Adoration Is the First Phase of the Turning of the Soul to the Divine

For the human individual, as he begins to focus on the Divine, the first stage is generally one of the feeling of adoration. Sri Aurobindo comments: “In ordinary religion this adoration wears the form of external worship and that again develops a most external form of ceremonial worship.” Most individuals find it difficult, particularly in the beginning to focus this emotional force purely internally without any concrete external form for reference; thus, we see the development of rituals, ceremonies and specific forms that are created as objects of worship, to stand in place of the Divine who remains unseen. As long as this adoration and worship has a real force behind it, it can accomplish something real and useful in the development; however, many times these external forms may lose their inner life-energy and become mere rote repetition or habit without a vivifying force.

“It is evident that even real religion,–and Yoga is something more than religion,–only begins when this quite outward worship corresponds to something really felt within the mind, some genuine submission, awe or spiritual aspiration, to which it becomes an aid, an outward expression and also a sort of periodical or constant reminder helping to draw back the mind to it from the preoccupations of ordinary life.”

Yoga goes beyond this stage because it does not accept the adoration or worship, which implies separation, division and difference, as an appropriate goal or stopping point; rather, Yoga implies union with the Divine.

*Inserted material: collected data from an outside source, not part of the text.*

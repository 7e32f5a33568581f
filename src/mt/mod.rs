/// Agent runs against remote completion services
///
/// This module runs a fixed-instruction agent over one piece of user text
/// and returns the model's reply, either from inside async code or from a
/// synchronous event handler through the bridge.
///
/// # Overview
///
/// 1. **Agent** - A name and the instructions sent as the system message
/// 2. **Provider Trait & Backends** - `CompletionProvider` with Gemini and mock implementations
/// 3. **Bridge** - Drives one future to completion from a synchronous caller
///
/// # Example
///
/// ```ignore
/// use urdu_translator::mt::{Agent, CompletionProvider, GeminiProvider, run_to_completion};
///
/// fn main() -> Result<(), Box<dyn std::error::Error>> {
///     let provider = GeminiProvider::from_env()?;
///     let agent = Agent::urdu_translator();
///
///     let run = run_to_completion(provider.complete(&agent, "Hello, how are you?"))??;
///     println!("{}", run.final_output);
///     Ok(())
/// }
/// ```
pub mod agent;
pub mod bridge;
pub mod error;
pub mod gemini;
pub mod mock;
pub mod provider;

// Local HTTP stub (only available during testing)
#[cfg(test)]
pub(crate) mod stub_server;

pub use agent::{Agent, RunResult, URDU_INSTRUCTIONS};
pub use bridge::{BridgeError, SchedulerContext, run_to_completion};
pub use error::{MtError, MtResult};
pub use gemini::{GeminiProvider, ProviderConfig};
pub use mock::{MockMode, MockProvider, RecordedCall};
pub use provider::CompletionProvider;
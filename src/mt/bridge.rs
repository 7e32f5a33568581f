//! Synchronous bridge to asynchronous work
//!
//! UI callbacks and plain `fn main` are synchronous, while the completion
//! call is a future. [`run_to_completion`] drives one future to completion
//! from such a caller and hands back its output, whatever scheduler (if
//! any) already owns the calling thread.
//!
//! | Calling context          | What the bridge does                                      |
//! |--------------------------|-----------------------------------------------------------|
//! | no runtime               | builds a current-thread runtime, drives, drops it         |
//! | multi-thread runtime     | `block_in_place` + `Handle::block_on` on the active one   |
//! | current-thread runtime   | drives on a scoped helper thread with a private runtime   |
//!
//! A runtime is never built on a thread that already has one entered, so
//! the "Cannot start a runtime from within a runtime" panic cannot occur.
//!
//! In the current-thread case the caller's runtime is blocked until the
//! helper thread finishes. The future must not depend on tasks, timers, or
//! I/O owned by that runtime (a spawned task, a channel fed by one, or a
//! pooled connection whose driver task lives there), or it stalls.
//! [`GeminiProvider`](crate::mt::GeminiProvider) keeps no idle connections
//! for this reason.
//!
//! # Example
//!
//! ```ignore
//! use urdu_translator::mt::bridge::run_to_completion;
//!
//! fn on_click() -> String {
//!     run_to_completion(async { "done".to_string() }).unwrap()
//! }
//! ```

use std::future::Future;
use tokio::runtime::{Builder, Handle, RuntimeFlavor};
use tracing::{debug, trace};

/// Failures of the bridge itself, never of the wrapped future
#[derive(Debug, Clone, PartialEq, Eq)]
pub enum BridgeError {
    /// A private runtime could not be built
    RuntimeBuild(String),
    /// The helper thread driving the future panicked
    WorkerPanicked,
}

impl std::fmt::Display for BridgeError {
    fn fmt(&self, f: &mut std::fmt::Formatter<'_>) -> std::fmt::Result {
        match self {
            BridgeError::RuntimeBuild(msg) => write!(f, "failed to build runtime: {}", msg),
            BridgeError::WorkerPanicked => write!(f, "bridge worker thread panicked"),
        }
    }
}

impl std::error::Error for BridgeError {}

/// The kind of scheduler that owns the calling thread, if any
#[derive(Debug, Clone, Copy, PartialEq, Eq)]
pub enum SchedulerContext {
    /// No tokio runtime is entered on this thread
    None,
    /// Inside a multi-thread runtime (worker or `block_on` thread)
    MultiThread,
    /// Inside a current-thread runtime, which cannot be re-entered
    CurrentThread,
}

impl SchedulerContext {
    /// Inspect the calling thread
    pub fn detect() -> Self {
        match Handle::try_current() {
            Err(_) => SchedulerContext::None,
            Ok(handle) => match handle.runtime_flavor() {
                RuntimeFlavor::CurrentThread => SchedulerContext::CurrentThread,
                _ => SchedulerContext::MultiThread,
            },
        }
    }
}

/// Drive `future` to completion from a synchronous caller
///
/// The future's output is returned untouched: if it is a `Result`, its
/// error comes back exactly as produced. `Err(BridgeError)` only reports
/// that the bridge could not run the future at all.
///
/// # Panics
///
/// Panics raised by the future itself are propagated when it runs on the
/// calling thread. On the helper-thread path they surface as
/// [`BridgeError::WorkerPanicked`].
pub fn run_to_completion<F>(future: F) -> Result<F::Output, BridgeError>
where
    F: Future + Send,
    F::Output: Send,
{
    match SchedulerContext::detect() {
        SchedulerContext::None => {
            debug!("no active runtime; driving on a private runtime");
            drive_on_private_runtime(future)
        }
        SchedulerContext::CurrentThread => {
            debug!("current-thread runtime active; driving on a helper thread");
            std::thread::scope(|scope| {
                scope
                    .spawn(move || drive_on_private_runtime(future))
                    .join()
                    .unwrap_or(Err(BridgeError::WorkerPanicked))
            })
        }
        SchedulerContext::MultiThread => {
            debug!("multi-thread runtime active; reusing it");
            let handle = Handle::current();
            Ok(tokio::task::block_in_place(move || handle.block_on(future)))
        }
    }
}

/// Build a runtime, drive the future on it, and tear the runtime down
fn drive_on_private_runtime<F: Future>(future: F) -> Result<F::Output, BridgeError> {
    let runtime = Builder::new_current_thread()
        .enable_all()
        .build()
        .map_err(|e| BridgeError::RuntimeBuild(e.to_string()))?;

    let output = runtime.block_on(future);
    drop(runtime);
    trace!("private runtime shut down");

    Ok(output)
}
//! Shared application state (spec §9: "pass a `Governor` context explicitly
//! through handlers; hold the Store and Policy behind interface types" —
//! the Rust answer to the source's process-wide settings/store singletons).

use std::sync::Arc;

use fara_policy::PolicyEngine;
use metrics_exporter_prometheus::PrometheusHandle;

use crate::coordinator::Coordinator;
use crate::event_bus::EventBus;

#[derive(Clone)]
pub struct AppState {
    pub coordinator: Arc<Coordinator>,
    pub policy: Arc<PolicyEngine>,
    pub event_bus: Arc<EventBus>,
    pub auth_token: Option<String>,
    pub policy_file: String,
    pub prometheus_handle: PrometheusHandle,
}
//! Maps [`GovernorError`] to the wire error shape from spec §7:
//! `{"detail": string, "code": ERROR_CODE, ...extra}`.

use axum::http::StatusCode;
use axum::response::{IntoResponse, Response};
use axum::Json;
use fara_core::GovernorError;
use serde_json::{json, Value};

pub struct ApiError(pub GovernorError);

impl From<GovernorError> for ApiError {
    fn from(e: GovernorError) -> Self {
        Self(e)
    }
}

impl IntoResponse for ApiError {
    fn into_response(self) -> Response {
        let (status, code, extra) = match &self.0 {
            GovernorError::ActionNotFound(_) => (StatusCode::NOT_FOUND, "ACTION_NOT_FOUND", json!({})),
            GovernorError::ActionNotExecutable { status, .. } => {
                (StatusCode::BAD_REQUEST, "ACTION_NOT_EXECUTABLE", json!({"status": status}))
            }
            GovernorError::Unauthorized(_) => (StatusCode::UNAUTHORIZED, "UNAUTHORIZED", json!({})),
            GovernorError::ValidationError { field, .. } => {
                (StatusCode::UNPROCESSABLE_ENTITY, "VALIDATION_ERROR", json!({"field": field}))
            }
            GovernorError::Conflict(_) => (StatusCode::SERVICE_UNAVAILABLE, "SERVICE_UNAVAILABLE", json!({})),
            GovernorError::StorageError(_) => (StatusCode::SERVICE_UNAVAILABLE, "SERVICE_UNAVAILABLE", json!({})),
            GovernorError::ExecutorTimeout => (StatusCode::INTERNAL_SERVER_ERROR, "INTERNAL_ERROR", json!({})),
            GovernorError::Canonicalization(_) => (StatusCode::UNPROCESSABLE_ENTITY, "VALIDATION_ERROR", json!({})),
            GovernorError::Internal(_) => (StatusCode::INTERNAL_SERVER_ERROR, "INTERNAL_ERROR", json!({})),
        };

        let mut body = json!({"detail": self.0.to_string(), "code": code});
        if let Value::Object(extra) = extra {
            body.as_object_mut().unwrap().extend(extra);
        }
        (status, Json(body)).into_response()
    }
}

“The aim of Yoga being union, its beginning must always be a seeking after the Divine, a longing after some kind of touch, closeness or possession. When this comes on us, the adoration becomes always primarily an inner worship; we begin to make ourselves a temple of the Divine, our thoughts and feelings a constant prayer of aspiration and seeking, our whole life an external service and worship. It is as this change, this new soul-tendency grows, that the religion of the devotee becomes a Yoga, a growing contact and union. It does not follow that the outward worship will necessarily be dispensed with, but it will increasingly become only a physical expression or outflowing of the inner devotion and adoration, the wave of the soul throwing itself out in speech and symbolic act.”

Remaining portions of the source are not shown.